Other members of government were well aware of the big-picture goal of streamlining approvals for major land and resource-use developments along the lines of the "one project/one process" slogan in the last throne speech.

But Campbell himself presided over the details in concert with a select group of public servants. He personally signed off on the 44-page cabinet order that shook up five established line ministries -- forests, energy, environment, agriculture and aboriginal relations -- and redistributed some of their parts to a new, overseer ministry of natural resource operations.

There was much less involvement by other players in the government, including the line ministers charged with implementation. Bill Bennett, since ousted as energy minister, provided that side of the story in media interviews.

The process was in the works for eight months, according to Bennett, but the substantive details were confined to the two deputy ministers in charge of making it happen, with stakeholders and others being deliberately kept in the dark.

"The two deputies that were involved in that process were instructed by the premier's office not to tell anybody - but particularly not to tell ministers," recounted Bennett during an interview with me on Voice of B.C. on Shaw TV.

But despite being in the know for months, those two deputies, Doug Konkin and Steve Carr, have appeared to be struggling to carry out the premier's vision, judging from a recent flood of clarifying memos and sorting-things-out meetings in the affected ministries.

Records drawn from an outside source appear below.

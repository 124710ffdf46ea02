pub mod builder;
pub mod footnotes;
pub mod metadata;
pub mod richtext;

use regex::Regex;

use crate::docjson::DocumentFile;
use crate::guide::Chapter;

/// Content-specific cue strings. These identify where a chapter's main
/// content ends and its trailing notes begin, so they track the guide being
/// converted rather than the document format; swap them out for other
/// deployments.
#[derive(Debug, Clone)]
pub struct Markers {
    /// Section-number prefix of the epilogue section heading.
    pub epilogue_section_prefix: String,
    /// Title fragment that marks the epilogue section.
    pub epilogue_section_marker: String,
    /// Substrings that flag a stat-block line.
    pub stat_cues: Vec<String>,
    /// Full-line patterns that flag a stat-block line.
    pub stat_patterns: Vec<Regex>,
}

impl Default for Markers {
    fn default() -> Self {
        Markers {
            epilogue_section_prefix: "3.3:".to_string(),
            epilogue_section_marker: "Beyond BRUHsailer".to_string(),
            stat_cues: vec![
                "Stats".to_string(),
                "Quests missing for quest cape".to_string(),
            ],
            stat_patterns: vec![
                Regex::new(r"^(Atk|Str|Def|HP|Range|Pray|Magic|RC):").unwrap(),
                Regex::new(r"^\d+:\d+$").unwrap(),
            ],
        }
    }
}

impl Markers {
    pub fn epilogue_title(&self, title: &str) -> bool {
        title.contains(&self.epilogue_section_prefix)
            && title.contains(&self.epilogue_section_marker)
    }

    pub fn stat_cue(&self, text: &str) -> bool {
        self.stat_cues.iter().any(|cue| text.contains(cue))
            || self.stat_patterns.iter().any(|re| re.is_match(text))
    }
}

/// Two-pass pipeline: document export → chapter tree → footnote
/// reclassification.
pub fn parse_document(doc: &DocumentFile, markers: &Markers) -> Vec<Chapter> {
    let mut chapters = builder::build_chapters(doc, markers);
    for chapter in &mut chapters {
        footnotes::reclassify(chapter, markers);
    }
    chapters
}
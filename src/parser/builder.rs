//! Single forward pass over the document's paragraphs, classifying each one
//! and growing the chapter tree. All cursors live on one [`Builder`]
//! instance per document; nodes are pushed into their parent the moment the
//! cursor moves past them.

use std::sync::LazyLock;

use regex::Regex;

use crate::docjson::{Bullet, DocumentFile, Paragraph};
use crate::guide::{Chapter, Footnote, FootnoteKind, FormattedSpan, NestedContent, Section, Step, StepContent};

use super::{metadata, richtext, Markers};

pub const UNKNOWN_CHAPTER: &str = "Unknown Chapter";
pub const UNKNOWN_SECTION: &str = "Unknown Section";

const CHAPTER_MARKER: &str = "Chapter";
const TERMINAL_PREFIX: &str = "Complete ";
const TERMINAL_PHRASES: &[&str] = &["Complete the ", "Finish "];

static SECTION_RE: LazyLock<Regex> = LazyLock::new(|| Regex::new(r"^\d+\.\d+:").unwrap());

/// Does the text read like an end-of-section step ("Complete X" / "Finish X")?
pub(crate) fn looks_terminal(text: &str) -> bool {
    text.starts_with(TERMINAL_PREFIX) || TERMINAL_PHRASES.iter().any(|p| text.contains(p))
}

/// Where the walk currently sits relative to a chapter's trailing notes.
/// Any chapter or section heading drops back to `Body`.
#[derive(Debug, Clone, Copy, PartialEq, Eq)]
enum Region {
    /// Normal chapter body.
    Body,
    /// The latest step's text looked terminal; a stat-block cue from here on
    /// flips into footnote collection.
    TailArmed,
    /// Everything is appended to the open chapter's footnotes.
    Footnotes,
}

pub fn build_chapters(doc: &DocumentFile, markers: &Markers) -> Vec<Chapter> {
    let mut builder = Builder::new(markers);
    for tab in &doc.tabs {
        let Some(document_tab) = &tab.document_tab else { continue };
        for element in &document_tab.body.content {
            let Some(paragraph) = &element.paragraph else { continue };
            builder.handle_paragraph(paragraph);
        }
    }
    let mut chapters = builder.finish();
    strip_skills_label_spans(&mut chapters);
    chapters
}

struct Builder<'a> {
    markers: &'a Markers,
    chapters: Vec<Chapter>,
    current_chapter: Option<Chapter>,
    current_section: Option<Section>,
    current_step: Option<Step>,
    current_list_id: Option<String>,
    nested_active: bool,
    region: Region,
}

impl<'a> Builder<'a> {
    fn new(markers: &'a Markers) -> Self {
        Builder {
            markers,
            chapters: Vec::new(),
            current_chapter: None,
            current_section: None,
            current_step: None,
            current_list_id: None,
            nested_active: false,
            region: Region::Body,
        }
    }

    fn handle_paragraph(&mut self, paragraph: &Paragraph) {
        let spans = richtext::combine(&paragraph.elements);
        if spans.is_empty() {
            return;
        }
        let text = plain_text(&spans);

        if !text.is_empty() && text.contains(CHAPTER_MARKER) && paragraph.is_centered() {
            self.open_chapter(text, spans);
            return;
        }

        if SECTION_RE.is_match(&text) {
            self.handle_section_heading(text, spans);
            return;
        }

        if self.region != Region::Footnotes {
            if self.region == Region::Body && looks_terminal(&text) {
                self.region = Region::TailArmed;
            }
            if self.region == Region::TailArmed && self.markers.stat_cue(&text) {
                self.region = Region::Footnotes;
            }
        }
        if self.region == Region::Footnotes {
            self.push_chapter_footnote(spans);
            return;
        }

        if let Some(bullet) = &paragraph.bullet {
            self.handle_bullet(bullet, spans);
            return;
        }

        if self.current_step.is_some() {
            self.handle_continuation(&text, spans);
        }
    }

    fn open_chapter(&mut self, title: String, spans: Vec<FormattedSpan>) {
        self.flush_chapter();
        self.current_chapter = Some(Chapter::new(title, Some(spans)));
        self.current_list_id = None;
        self.nested_active = false;
        self.region = Region::Body;
    }

    fn handle_section_heading(&mut self, title: String, spans: Vec<FormattedSpan>) {
        self.ensure_chapter();

        // The epilogue section never becomes a section: its heading opens the
        // chapter's footnote region instead.
        if self.markers.epilogue_title(&title) {
            self.region = Region::Footnotes;
            if let Some(chapter) = self.current_chapter.as_mut() {
                chapter.footnotes.push(Footnote {
                    content: spans,
                    kind: FootnoteKind::ChapterFootnoteTitle,
                    level: None,
                });
            }
            return;
        }

        self.flush_section();
        self.current_section = Some(Section::new(title));
        self.current_list_id = None;
        self.nested_active = false;
        self.region = Region::Body;
    }

    fn handle_bullet(&mut self, bullet: &Bullet, spans: Vec<FormattedSpan>) {
        if bullet.nesting_level > 0 {
            let same_list =
                self.current_step.is_some() && self.current_list_id == bullet.list_id;
            if !same_list {
                self.new_step(StepContent::Spans(Vec::new()), bullet.list_id.clone());
            }
            self.nested_active = true;
            if let Some(step) = self.current_step.as_mut() {
                step.nested_content.push(NestedContent {
                    level: bullet.nesting_level,
                    content: spans,
                });
            }
        } else {
            self.new_step(StepContent::Spans(spans), bullet.list_id.clone());
            self.nested_active = false;
        }
    }

    fn handle_continuation(&mut self, text: &str, spans: Vec<FormattedSpan>) {
        let nested_active = self.nested_active;
        let Some(step) = self.current_step.as_mut() else { return };

        extract_inline_skills(step);

        if metadata::contains_label(text) {
            let fields = metadata::parse_metadata_line(text);
            if !fields.is_empty() {
                step.metadata.extend(fields);
            } else {
                // Label recognized but no value captured: keep the raw text
                // visible rather than dropping it.
                append_to_step(step, nested_active, vec![FormattedSpan::plain(text)]);
            }
            return;
        }

        append_to_step(step, nested_active, spans);
    }

    fn new_step(&mut self, content: StepContent, list_id: Option<String>) {
        self.ensure_section();
        self.flush_step();
        self.current_step = Some(Step::new(content));
        self.current_list_id = list_id;
    }

    fn push_chapter_footnote(&mut self, spans: Vec<FormattedSpan>) {
        self.ensure_chapter();
        if let Some(chapter) = self.current_chapter.as_mut() {
            chapter.footnotes.push(Footnote {
                content: spans,
                kind: FootnoteKind::ChapterFootnote,
                level: None,
            });
        }
    }

    fn ensure_chapter(&mut self) {
        if self.current_chapter.is_none() {
            self.current_chapter = Some(Chapter::new(UNKNOWN_CHAPTER, None));
        }
    }

    fn ensure_section(&mut self) {
        self.ensure_chapter();
        if self.current_section.is_none() {
            self.current_section = Some(Section::new(UNKNOWN_SECTION));
        }
    }

    fn flush_step(&mut self) {
        if let Some(step) = self.current_step.take() {
            if let Some(section) = self.current_section.as_mut() {
                section.steps.push(step);
            }
        }
    }

    fn flush_section(&mut self) {
        self.flush_step();
        if let Some(section) = self.current_section.take() {
            if let Some(chapter) = self.current_chapter.as_mut() {
                chapter.sections.push(section);
            }
        }
    }

    fn flush_chapter(&mut self) {
        self.flush_section();
        if let Some(chapter) = self.current_chapter.take() {
            self.chapters.push(chapter);
        }
    }

    fn finish(mut self) -> Vec<Chapter> {
        self.flush_chapter();
        self.chapters
    }
}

Weeks after the shakeup was announced, the deputies were still scrambling to "fill the voids" and "populate the organizational charts," as they described it.

"Someone asked whether we could tell staff that this was the last change we would see for awhile," wrote Konkin and Carr in a recent open letter to ministry staff.

"Our view is that over time organizational structures would always change; that our legacy wouldn't be a structure, it would be about people and resource management. That we needed to make this the kind of organization where people wanted to work but were prepared to move on from if change demanded that."

Brace yourselves for more to come, in other words.

Then there was the leaked e-mail exchange in which one senior official lamented that the whole thing was unbelievably screwed up and his counterpart fired back that the poor fellow should not put too much stock in the reorganization since it was all likely to change again once a new premier comes along.

So far, none of the prospective candidates for the party leadership has seen fit to challenge Campbell's last pet project. Even George Abbott, who has taken the most distance from the departing premier's style, maintains that one project/one process is a worthwhile objective and the re-org should proceed.

Bennett: "They should roll back all the changes in the natural-resource ministries - put everything back where they were. Keep the Ministry of Natural Resource Operations. Keep (cabinet minister) Steve Thomson in charge of that -- I have a lot of respect for Steve. Let him take a year to talk to all the [stakeholders] and figure out if we want to do this integration. A year later, come back to cabinet and to caucus and say, 'This is how we think we can do this.' Wouldn't that make a lot more sense?"

The government insiders aren't inclined to listen to Bennett, perhaps because he is an acknowledged troublemaker, perhaps because they are too wedded to the premier-authored vision, however clumsy the execution.

But now there's an outsider in the contest - Christy Clark, gone from the Campbell cabinet table for six distancing years. Maybe she'll be the one to say it is time to slam the brakes on this poorly conceived, badly executed makeover.